# How Often Do You and Your Spouse Date One Another?



## Alexandra

The concept of dating your spouse can be a great way to rejuvenate a marriage, keep the fires burning or just to live life to the fullest!

Do you and your spouse date? How often? What types of things do you find are helpful/fun to do? How has it helped your marriage?

What would you suggest to those who haven't tried this yet? Was it difficult to get started?

Throw your thoughts out.


----------



## MEM2020

Randomly every few weeks. I do NOT do this to get laid. In fact if I was required to do this to get laid I would NOT do it. I do this because my wife is fun and I genuinely enjoy spending time with her. Sometimes we do something new like target shooting or skeet shooting or renting a segway. Sometimes just dinner or drinks at a nice bar. 

I usually initiate. I love to hear my wife laugh to see her smile. 





Alexandra said:


> The concept of dating your spouse can be a great way to rejuvenate a marriage, keep the fires burning or just to live life to the fullest!
> 
> Do you and your spouse date? How often? What types of things do you find are helpful/fun to do? How has it helped your marriage?
> 
> What would you suggest to those who haven't tried this yet? Was it difficult to get started?
> 
> Throw your thoughts out.


----------



## swedish

We have a scheduled date every Thursday where we go to dinner. We both enjoy it because it gives us uninterrupted time to talk, laugh with each other. We've been married 9 years and started this 2.5 years ago. My kids (from 1st marriage) are all teenagers now so we are able to go out for a few hours, so it was not hard to get started...I usually get them fast food or pizza for dinner so I don't think they mind getting rid of us for a few hours a week!
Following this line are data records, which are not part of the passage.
//! Logging bootstrap for the paper engine.
//!
//! # Responsibility
//! - Start rolling file logs exactly once per process.
//! - Capture panics as sanitized, metadata-only log events.
//!
//! # Invariants
//! - Init is idempotent for identical settings.
//! - Init never panics.
//! - A second init with a different level or directory is rejected.

use flexi_logger::{Cleanup, Criterion, FileSpec, Logger, LoggerHandle, Naming, WriteMode};
use log::{error, info};
use once_cell::sync::OnceCell;
use std::path::{Path, PathBuf};

const LOG_FILE_BASENAME: &str = "biopapers";
const MAX_LOG_FILE_SIZE_BYTES: u64 = 10 * 1024 * 1024;
const MAX_LOG_FILES: usize = 5;
const MAX_PANIC_PAYLOAD_CHARS: usize = 160;

static LOGGING_STATE: OnceCell<LoggingState> = OnceCell::new();
static PANIC_HOOK_INSTALLED: OnceCell<()> = OnceCell::new();

struct LoggingState {
    settings: LogSettings,
    _logger: LoggerHandle,
}

/// Validated logging parameters.
#[derive(Debug, Clone, PartialEq, Eq)]
struct LogSettings {
    level: &'static str,
    log_dir: PathBuf,
}

impl LogSettings {
    fn parse(level: &str, log_dir: &str) -> Result<Self, String> {
        Ok(Self {
            level: normalize_level(level)?,
            log_dir: normalize_log_dir(log_dir)?,
        })
    }

    /// Rejects any difference from the settings already in effect.
    fn ensure_matches(&self, active: &LogSettings) -> Result<(), String> {
        if active.log_dir != self.log_dir {
            return Err(format!(
                "logging already initialized at `{}`; refusing to switch to `{}`",
                active.log_dir.display(),
                self.log_dir.display()
            ));
        }
        if active.level != self.level {
            return Err(format!(
                "logging already initialized with level `{}`; refusing to switch to `{}`",
                active.level, self.level
            ));
        }
        Ok(())
    }
}

/// Initializes engine logging with `level` into the absolute `log_dir`.
///
/// # Errors
/// - Unsupported `level`.
/// - Empty or relative `log_dir`, or a directory that cannot be created.
/// - Logger backend start-up failure.
/// - Settings that differ from an earlier successful call.
pub fn init_logging(level: &str, log_dir: &str) -> Result<(), String> {
    let requested = LogSettings::parse(level, log_dir)?;

    if let Some(state) = LOGGING_STATE.get() {
        return requested.ensure_matches(&state.settings);
    }

    let state = LOGGING_STATE.get_or_try_init(|| start_logger(requested.clone()))?;
    requested.ensure_matches(&state.settings)
}

fn start_logger(settings: LogSettings) -> Result<LoggingState, String> {
    std::fs::create_dir_all(&settings.log_dir).map_err(|err| {
        format!(
            "failed to create log directory `{}`: {err}",
            settings.log_dir.display()
        )
    })?;

    let logger = Logger::try_with_str(settings.level)
        .map_err(|err| format!("invalid log level `{}`: {err}", settings.level))?
        .log_to_file(
            FileSpec::default()
                .directory(settings.log_dir.as_path())
                .basename(LOG_FILE_BASENAME),
        )
        .rotate(
            Criterion::Size(MAX_LOG_FILE_SIZE_BYTES),
            Naming::Numbers,
            Cleanup::KeepLogFiles(MAX_LOG_FILES),
        )
        .write_mode(WriteMode::BufferAndFlush)
        .append()
        .format_for_files(flexi_logger::detailed_format)
        .start()
        .map_err(|err| format!("failed to start logger: {err}"))?;

    install_panic_hook_once();

    info!(
        "event=engine_start module=core status=ok platform={} build_mode={} version={}",
        std::env::consts::OS,
        build_mode(),
        env!("CARGO_PKG_VERSION")
    );
    info!(
        "event=logging_init module=core status=ok level={} log_dir={}",
        settings.level,
        settings.log_dir.display()
    );

    Ok(LoggingState {
        settings,
        _logger: logger,
    })
}

/// Active `(level, log_dir)`, or `None` before a successful init.
pub fn logging_status() -> Option<(&'static str, PathBuf)> {
    LOGGING_STATE
        .get()
        .map(|state| (state.settings.level, state.settings.log_dir.clone()))
}

/// `debug` in debug builds, `info` in release builds.
pub fn default_log_level() -> &'static str {
    if cfg!(debug_assertions) {
        "debug"
    } else {
        "info"
    }
}

fn normalize_level(level: &str) -> Result<&'static str, String> {
    match level.trim().to_ascii_lowercase().as_str() {
        "trace" => Ok("trace"),
        "debug" => Ok("debug"),
        "info" => Ok("info"),
        "warn" | "warning" => Ok("warn"),
        "error" => Ok("error"),
        other => Err(format!(
            "unsupported log level `{other}`; expected trace|debug|info|warn|error"
        )),
    }
}

fn normalize_log_dir(log_dir: &str) -> Result<PathBuf, String> {
    let trimmed = log_dir.trim();
    if trimmed.is_empty() {
        return Err("log_dir cannot be empty".to_string());
    }
    let path = Path::new(trimmed);
    if !path.is_absolute() {
        return Err(format!("log_dir must be an absolute path, got `{trimmed}`"));
    }
    Ok(path.to_path_buf())
}

fn build_mode() -> &'static str {
    if cfg!(debug_assertions) {
        "debug"
    } else {
        "release"
    }
}

fn install_panic_hook_once() {
    if PANIC_HOOK_INSTALLED.set(()).is_err() {
        return;
    }

    let previous_hook = std::panic::take_hook();
    std::panic::set_hook(Box::new(move |panic_info| {
        // Payload may echo user query text; cap and flatten it.
        let location = panic_info
            .location()
            .map(|loc| format!("{}:{}", loc.file(), loc.line()))
            .unwrap_or_else(|| "unknown".to_string());
        error!(
            "event=panic_captured module=core status=error location={} payload={}",
            location,
            panic_payload_summary(panic_info)
        );
        previous_hook(panic_info);
    }));
}

fn panic_payload_summary(info: &std::panic::PanicHookInfo<'_>) -> String {
    let payload = info
        .payload()
        .downcast_ref::<&str>()
        .map(|message| (*message).to_string())
        .or_else(|| info.payload().downcast_ref::<String>().cloned())
        .unwrap_or_else(|| "non-string panic payload".to_string());

    sanitize_message(&payload, MAX_PANIC_PAYLOAD_CHARS)
}

fn sanitize_message(value: &str, max_chars: usize) -> String {
    let flattened = value.replace(['\n', '\r'], " ");
    let mut truncated = flattened.chars().take(max_chars).collect::<String>();
    if flattened.chars().count() > max_chars {
        truncated.push_str("...");
    }
    truncated
}

#[cfg(test)]
mod tests {
    use super::{init_logging, logging_status, normalize_level, sanitize_message, LogSettings};
    use std::path::PathBuf;
    use std::time::{SystemTime, UNIX_EPOCH};

    fn unique_temp_dir(suffix: &str) -> PathBuf {
        let nanos = SystemTime::now()
            .duration_since(UNIX_EPOCH)
            .expect("system time should be after unix epoch")
            .as_nanos();
        std::env::temp_dir().join(format!(
            "biopapers-logging-{suffix}-{}-{nanos}",
            std::process::id()
        ))
    }

    #[test]
    fn normalize_level_accepts_known_values() {
        assert_eq!(normalize_level("INFO"), Ok("info"));
        assert_eq!(normalize_level(" warning "), Ok("warn"));
        assert!(normalize_level("verbose").is_err());
    }

    #[test]
    fn settings_reject_relative_dir() {
        let error = LogSettings::parse("info", "logs/dev").expect_err("relative dir must fail");
        assert!(error.contains("absolute"));
    }

    #[test]
    fn sanitize_message_flattens_and_truncates() {
        let sanitized = sanitize_message("query\nwith\rbreaks", 8);
        assert!(!sanitized.contains('\n'));
        assert!(!sanitized.contains('\r'));
        assert!(sanitized.ends_with("..."));
    }

    #[test]
    fn init_logging_is_idempotent_and_rejects_conflicts() {
        let log_dir = unique_temp_dir("idempotent");
        let log_dir_str = log_dir.to_str().expect("utf-8 temp dir").to_string();
        let other_dir = unique_temp_dir("other");
        let other_dir_str = other_dir.to_str().expect("utf-8 temp dir").to_string();

        init_logging("info", &log_dir_str).expect("first init should succeed");
        init_logging("INFO", &log_dir_str).expect("same settings are idempotent");

        let level_error = init_logging("debug", &log_dir_str).expect_err("level conflict");
        assert!(level_error.contains("refusing to switch"));
        let dir_error = init_logging("info", &other_dir_str).expect_err("dir conflict");
        assert!(dir_error.contains("refusing to switch"));

        let (level, dir) = logging_status().expect("logging should be active");
        assert_eq!(level, "info");
        assert_eq!(dir, log_dir);
    }
}
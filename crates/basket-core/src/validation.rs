//! # Count Validation
//!
//! Count normalization rules shared by `Item::set_count` and the catalog
//! availability pass.
//!
//! ## Normalization Pipeline
//! ```text
//! ┌─────────────────────────────────────────────────────────────────────────┐
//! │                      Requested count → stored count                     │
//! │                                                                         │
//! │  Step 1: clamp to [1, LIMIT_TOTAL_GOODS]                               │
//! │           │                                                             │
//! │           ▼                                                             │
//! │  Step 2: round to the packaging multiplicity                           │
//! │          ├── n ≤ m  → m           (never rounds down to 0)             │
//! │          └── n > m  → ⌊n / m⌋ · m                                      │
//! │           │                                                             │
//! │           ▼                                                             │
//! │  Step 3 (Item only): compare with the active max-count rule            │
//! └─────────────────────────────────────────────────────────────────────────┘
//! ```
//!
//! ## Usage
//! ```rust
//! use basket_core::validation::{normalize_count, round_to_multiplicity};
//!
//! assert_eq!(round_to_multiplicity(1, 10), 10);
//! assert_eq!(round_to_multiplicity(50, 11), 44);
//! assert_eq!(normalize_count(0, 1), 1);
//! ```

use crate::LIMIT_TOTAL_GOODS;

/// Multiplicity 0 is stored by old payloads; it means "no packaging".
#[inline]
pub fn effective_multiplicity(multiplicity: u32) -> u32 {
    multiplicity.max(1)
}

/// Rounds `count` to a multiple of `multiplicity`.
///
/// ## Rules
/// - Counts at or below one package become exactly one package
/// - Larger counts round down to the nearest whole package
pub fn round_to_multiplicity(count: u32, multiplicity: u32) -> u32 {
    let multiplicity = effective_multiplicity(multiplicity);
    if count <= multiplicity {
        return multiplicity;
    }
    count / multiplicity * multiplicity
}

/// Clamps `count` to `[1, LIMIT_TOTAL_GOODS]` and rounds it to the packaging
/// multiplicity.
pub fn normalize_count(count: u32, multiplicity: u32) -> u32 {
    let clamped = count.clamp(1, LIMIT_TOTAL_GOODS);
    round_to_multiplicity(clamped, multiplicity)
}

/// Converts an availability limit expressed in packages into an item count.
///
/// ## Example
/// ```rust
/// use basket_core::validation::calculate_max_count;
///
/// // 3 boxes of 12 available
/// assert_eq!(calculate_max_count(3, 12), 36);
/// ```
pub fn calculate_max_count(max_available: u32, multiplicity: u32) -> u32 {
    max_available.saturating_mul(effective_multiplicity(multiplicity))
}

// =============================================================================
// Unit Tests
// =============================================================================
We also have 'unscheduled' dates usually when the kids are at their dad's for the weekends. We have gone to movies, played tennis, gone running, workout, wine tastings, bookstore, comedy club, outdoor festivals, county fair, etc.


----------



## Holding Pattern

Weekly. No scheduled night. I have to say that not having children makes it much easier.


----------



## themrs

We go out on a date once a month. We stay in and date once a week.

Usually when we go out it's to the movies and a restaurant. The inside dates usually consist of an inside picnic and a movie. We also like to play games with each other.
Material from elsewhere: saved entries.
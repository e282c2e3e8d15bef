//! # Item Additions
//!
//! Type-specific extension data attached to an item, and the per-record lock
//! that lets refresh workers touch them concurrently.
//!
//! ## Locking Granularity
//! ```text
//! ┌─────────────────────────────────────────────────────────────────────────┐
//! │                              Item                                       │
//! │                                                                         │
//! │  count, price, bonus, diagnostics ── NO LOCK (one owner per pass)      │
//! │                                                                         │
//! │  additions                                                             │
//! │  ├── product       SubRecord<ProductAdditions>       ◄─ RwLock         │
//! │  ├── configuration SubRecord<ConfigurationAdditions> ◄─ RwLock         │
//! │  ├── subcontract   SubRecord<SubcontractAdditions>   ◄─ RwLock         │
//! │  └── service       SubRecord<ServiceAdditions>       ◄─ RwLock         │
//! │  rules             SubRecord<Rules>                  ◄─ RwLock         │
//! │                                                                         │
//! │  Availability worker writes `product` while the compliance worker      │
//! │  writes `rules` of the same item: no contention between them.          │
//! └─────────────────────────────────────────────────────────────────────────┘
//! ```
//!
//! Which slot is populated follows the item type (see [`Additions::for_type`]).
//! Slots are plain options so payloads written before a slot existed still
//! decode.

use chrono::{DateTime, Utc};
use parking_lot::RwLock;

use crate::spec::ItemType;
use crate::types::TaxRate;

// =============================================================================
// SubRecord
// =============================================================================

/// A value behind its own reader/writer lock.
///
/// Many concurrent readers or one writer. Accessors never hand out guards, so
/// a lock is never held across caller code.
#[derive(Debug, Default)]
pub struct SubRecord<T> {
    inner: RwLock<T>,
}

impl<T> SubRecord<T> {
    pub fn new(value: T) -> Self {
        SubRecord {
            inner: RwLock::new(value),
        }
    }

    /// Runs `f` under the read lock.
    pub fn read<R>(&self, f: impl FnOnce(&T) -> R) -> R {
        f(&self.inner.read())
    }

    /// Runs `f` under the write lock.
    pub fn update<R>(&self, f: impl FnOnce(&mut T) -> R) -> R {
        f(&mut self.inner.write())
    }

    /// Replaces the whole value.
    pub fn set(&self, value: T) {
        *self.inner.write() = value;
    }

    pub fn into_inner(self) -> T {
        self.inner.into_inner()
    }
}

impl<T: Clone> SubRecord<T> {
    /// Snapshot of the current value.
    pub fn get(&self) -> T {
        self.inner.read().clone()
    }
}

impl<T: Clone> Clone for SubRecord<T> {
    fn clone(&self) -> Self {
        SubRecord::new(self.get())
    }
}

impl<T: PartialEq> PartialEq for SubRecord<T> {
    fn eq(&self, other: &Self) -> bool {
        if std::ptr::eq(self, other) {
            return true;
        }
        *self.inner.read() == *other.inner.read()
    }
}

// =============================================================================
// Product Additions
// =============================================================================

/// Catalog-derived state of a product line.
#[derive(Debug, Clone, Default, PartialEq, Eq)]
pub struct ProductAdditions {
    /// Cleared whenever the count changes so the next pass re-checks stock.
    pub availability_checked: bool,
    pub available: bool,
    pub stock: u32,
    pub tax_rate: TaxRate,
    pub category: String,
    pub brand: String,
    pub image: String,
    pub credit_eligible: bool,
}

// =============================================================================
// Configuration Additions
// =============================================================================

#[derive(Debug, Clone, Default, PartialEq, Eq)]
pub struct ConfigurationAdditions {
    pub configuration_id: String,
    pub title: String,
    pub assembled: bool,
}

// =============================================================================
// Subcontract Additions
// =============================================================================

/// When the contractor will come.
#[derive(Debug, Clone, Default, PartialEq, Eq)]
pub struct ServiceSchedule {
    pub date: Option<DateTime<Utc>>,
    pub slot: String,
}

/// Address-bound service data.
#[derive(Debug, Clone, Default, PartialEq, Eq)]
pub struct SubcontractAdditions {
    pub city_id: String,
    pub address: String,
    pub available_in_city: bool,
    pub schedule: Option<ServiceSchedule>,
}

// =============================================================================
// Service Additions
// =============================================================================

#[derive(Debug, Clone, Default, PartialEq, Eq)]
pub struct ServiceAdditions {
    pub group_code: String,
    pub duration_months: u32,
}

// =============================================================================
// Rules
// =============================================================================

/// Per-item purchase rules supplied by pricing and compliance lookups.
#[derive(Debug, Clone, PartialEq, Eq)]
pub struct Rules {
    /// Positive value activates a max-count limit for `set_count`.
    pub max_count: u32,
    pub resale_allowed: bool,
    pub commodity_group: String,
}

impl Default for Rules {
    fn default() -> Self {
        Rules {
            max_count: 0,
            resale_allowed: true,
            commodity_group: String::new(),
        }
    }
}

// =============================================================================
// Additions
// =============================================================================

/// The four extension slots of an item.
#[derive(Debug, Clone, Default, PartialEq)]
pub struct Additions {
    pub product: Option<SubRecord<ProductAdditions>>,
    pub configuration: Option<SubRecord<ConfigurationAdditions>>,
    pub subcontract: Option<SubRecord<SubcontractAdditions>>,
    pub service: Option<SubRecord<ServiceAdditions>>,
}

impl Additions {
    /// Empty additions with the slot that belongs to `item_type` populated.
    pub fn for_type(item_type: ItemType) -> Self {
        let mut additions = Additions::default();
        match item_type {
            ItemType::Product | ItemType::ConfProduct => {
                additions.product = Some(SubRecord::default());
            }
            ItemType::Configuration => {
                additions.configuration = Some(SubRecord::default());
            }
            ItemType::SubcontractService => {
                additions.subcontract = Some(SubRecord::default());
            }
            ItemType::Service | ItemType::ConfService => {
                additions.service = Some(SubRecord::default());
            }
        }
        additions
    }

    pub fn is_empty(&self) -> bool {
        self.product.is_none()
            && self.configuration.is_none()
            && self.subcontract.is_none()
            && self.service.is_none()
    }
}

// =============================================================================
// Unit Tests
// =============================================================================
I think I prefer the stay at home dates more actually.


----------



## Rob2380

This is something I am trying to do more often. In fact, my doctor recommended it to me on my last visit after I told him how much my work life was interfering with my home life/relationship. We have started going out for dinner about once every two weeks, and are planning to turn one of our weekend errands (shopping at Costco) into a weeknight date where we get the shopping done, then go out for a dinner afterwards. We've only done it once, but my wife liked the idea.


----------



## sooner2000

We try to go out at least once a month. And we try to stay in and watch a movie a couple od times a month. It's goood to get those alone times with each other.


----------



## BellaOnlineMarriageEditor

We go out once every two weeks and we have a stay in date once a month when the kids stay overnight at grandma's house.


----------



## Freak On a Leash

Now that my kids are older (15 and 12) we are able to get out more on the weekends. My husband and I have pretty hectic lives during the week so weekends are our "fun" time. 

We like to go out at least one night a week on weekends, usually to dinner and to take in a band at a bar (we love live music). When the weather is nice we enjoy going kayaking or bicycle riding during the day as well. Often we'll get up early before the kids are up and ride our bicycles down by the beach and stop for coffee and breakfast. It's really nice to be able to do this. 
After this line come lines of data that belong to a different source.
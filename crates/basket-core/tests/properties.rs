//! Property tests for the basket invariants that must hold for every input.

use basket_core::codec;
use basket_core::fingerprint::fingerprint;
use basket_core::validation::round_to_multiplicity;
use basket_core::{Item, ItemId, ItemType, Money, PriceColumn, SpaceId, SpecRegistry};
use proptest::prelude::*;

fn item_type() -> impl Strategy<Value = ItemType> {
    prop::sample::select(ItemType::ALL.to_vec())
}

proptest! {
    #![proptest_config(ProptestConfig {
        cases: 500,
        ..ProptestConfig::default()
    })]

    /// Rounding yields a multiple of m: m itself for n ≤ m, otherwise the
    /// largest multiple not above n.
    #[test]
    fn rounding_is_a_package_multiple(n in 0u32..10_000, m in 1u32..500) {
        let rounded = round_to_multiplicity(n, m);
        prop_assert_eq!(rounded % m, 0);
        if n <= m {
            prop_assert_eq!(rounded, m);
        } else {
            prop_assert!(rounded <= n);
            prop_assert!(n - rounded < m);
        }
    }

    /// Same inputs, same fingerprint.
    #[test]
    fn fingerprint_is_deterministic(
        space in "[a-z0-9-]{0,12}",
        column in any::<u32>(),
        item_id in "[0-9]{1,10}",
        count in any::<u32>(),
        price in any::<i64>(),
    ) {
        let space = SpaceId::new(space);
        let item_id = ItemId::new(item_id);
        let (column, price) = (PriceColumn::new(column), Money::from_minor(price));
        let first = fingerprint(&space, column, &item_id, count, price);
        let second = fingerprint(&space, column, &item_id, count, price);
        prop_assert_eq!(first, second);
    }

    /// Committing makes an item clean; moving the price dirties it again.
    #[test]
    fn commit_then_change(price in 1i64..1_000_000, delta in 1i64..1000) {
        let mut item = Item::product("30012345", 1, Money::from_minor(price));
        item.commit_changes();
        prop_assert!(!item.is_changed());
        item.set_price(Money::from_minor(price + delta));
        prop_assert!(item.is_changed());
    }

    /// add_child succeeds exactly when the parent's Spec lists the child
    /// type; a rejected attachment changes neither item.
    #[test]
    fn add_child_follows_registry(parent_type in item_type(), child_type in item_type()) {
        let parent = Item::new(parent_type, "P", 1, Money::from_minor(100));
        let mut child = Item::new(child_type, "C", 1, Money::from_minor(100));
        let before = child.clone();

        let allowed = SpecRegistry::global().can_have_child(parent_type, child_type);
        match parent.add_child(&mut child) {
            Ok(()) => {
                prop_assert!(allowed);
                prop_assert_eq!(child.parent_uniq_id(), Some(parent.uniq_id()));
            }
            Err(_) => {
                prop_assert!(!allowed);
                prop_assert_eq!(child, before);
            }
        }
    }

    /// Newest-shape round trip for items with arbitrary commercial fields.
    #[test]
    fn item_round_trip(
        kind in item_type(),
        item_id in "[0-9A-Z-]{1,16}",
        name in "\\PC{0,40}",
        count in 1u32..=999,
        price in any::<i64>(),
        bonus in any::<i64>(),
        selected in any::<bool>(),
    ) {
        let mut item = Item::new(kind, item_id, count, Money::from_minor(price))
            .with_name(name)
            .with_bonus(Money::from_minor(bonus));
        item.set_selected(selected);
        item.commit_changes();

        let bytes = codec::encode(&item).unwrap();
        let decoded: Item = codec::decode(&bytes).unwrap();
        prop_assert_eq!(decoded, item);
    }
}
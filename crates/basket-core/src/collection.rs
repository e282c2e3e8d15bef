//! # Items Collection
//!
//! Flat, `UniqId`-indexed set of basket items. Tree structure is derived from
//! the parent back-references each item carries.
//!
//! ## Display Order
//! ```text
//! ┌─────────────────────────────────────────────────────────────────────────┐
//! │  Priority buckets (lower first), name within a bucket:                  │
//! │                                                                         │
//! │   0  Product                                                           │
//! │   1  Service, SubcontractService                                       │
//! │   2  Configuration                                                     │
//! │   3  ConfProduct                                                       │
//! │   4  ConfService                                                       │
//! │                                                                         │
//! │  Pre-order walk: every parent is followed by its own children          │
//! │                                                                         │
//! │   Kettle (0)                                                           │
//! │   ├── Installation (1)                                                 │
//! │   └── Warranty (1)                                                     │
//! │   Toaster (0)                                                          │
//! │   Gaming PC (2)                                                        │
//! │   ├── CPU (3)                                                          │
//! │   ├── GPU (3)                                                          │
//! │   └── Assembly (4)                                                     │
//! └─────────────────────────────────────────────────────────────────────────┘
//! ```
//!
//! ## Cardinality
//! One-per-basket, one-per-parent and count-tied-to-parent rules are only
//! reported here ([`Items::cardinality_violations`]); deciding what to do
//! about them belongs to the orchestrator.

use std::cmp::Ordering;
use std::collections::{HashMap, HashSet};

use crate::error::{ItemError, ItemResult};
use crate::item::Item;
use crate::spec::{ItemType, SpecRegistry};
use crate::types::{ItemId, UniqId};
So I'd say that at least once during a weekend we make plans to do things together. When the kids were younger it was more difficult so I guess we are making up for lost time now!


----------



## SimplyAmorous

Every night we shut the door & lock the kids out for our alone time. 

When they are in school & he is off, we try to grab a movie, & out to eat afterwards (maybe twice a month). 

With the older kids watching the younger, we enjoy getting off alone to ride on a country bike trail in the summer, take walks in our backyard woods, once a year take a romantic vacation for 2 nights. 

We never used to do anything without the kids, now that we take this time for ourselves, it has greatly improved the intimacy & passion in our marraige.


----------



## trev

we go out on dates most weeks and try to grab intimate time as much as possible when im not working away 2/3 times a day if im away then phone sex is getting really hot ! 

we have been married nearly 20 years have a housefull of kids and have been through our fair share of crap ! 

but we talk and are very open about our needs ..my wife found that hard to do at first but is getting better ..we owe a lot to Mark Twain and hs wise words


----------